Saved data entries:
>>>
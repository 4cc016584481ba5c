//! Endian and keystream-application helpers shared by all backends.

#[inline]
pub fn load_u32_le(b: &[u8]) -> u32 {
    u32::from_le_bytes([b[0], b[1], b[2], b[3]])
}

#[inline]
pub fn store_u32_le(v: u32, out: &mut [u8]) {
    out[..4].copy_from_slice(&v.to_le_bytes());
}

/// XOR `stream` into `dst`, 16 bytes at a time, scalar tail.
///
/// `stream` must be at least as long as `dst`.
#[inline]
pub fn xor_keystream(dst: &mut [u8], stream: &[u8]) {
    debug_assert!(stream.len() >= dst.len());
    let mut chunks = dst.chunks_exact_mut(16);
    let mut offset = 0usize;
    for chunk in &mut chunks {
        let d = u128::from_le_bytes(chunk[..16].try_into().unwrap());
        let s = u128::from_le_bytes(stream[offset..offset + 16].try_into().unwrap());
        chunk.copy_from_slice(&(d ^ s).to_le_bytes());
        offset += 16;
    }
    for (d, s) in chunks.into_remainder().iter_mut().zip(&stream[offset..]) {
        *d ^= s;
    }
}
<<<
§ **WHAT TO WORK ON**:
Copy all data exactly, start to finish.

§ **ANSWER SECTION**:
repository 4cc016584481ba5c
//! Endian and keystream-application helpers shared by all backends.

#[inline]
pub fn load_u32_le(b: &[u8]) -> u32 {
    u32::from_le_bytes([b[0], b[1], b[2], b[3]])
}

#[inline]
pub fn store_u32_le(v: u32, out: &mut [u8]) {
    out[..4].copy_from_slice(&v.to_le_bytes());
}

/// XOR `stream` into `dst`, 16 bytes at a time, scalar tail.
///
/// `stream` must be at least as long as `dst`.
#[inline]
pub fn xor_keystream(dst: &mut [u8], stream: &[u8]) {
    debug_assert!(stream.len() >= dst.len());
    let mut chunks = dst.chunks_exact_mut(16);
    let mut offset = 0usize;
    for chunk in &mut chunks {
        let d = u128::from_le_bytes(chunk[..16].try_into().unwrap());
        let s = u128::from_le_bytes(stream[offset..offset + 16].try_into().unwrap());
        chunk.copy_from_slice(&(d ^ s).to_le_bytes());
        offset += 16;
    }
    for (d, s) in chunks.into_remainder().iter_mut().zip(&stream[offset..]) {
        *d ^= s;
    }
}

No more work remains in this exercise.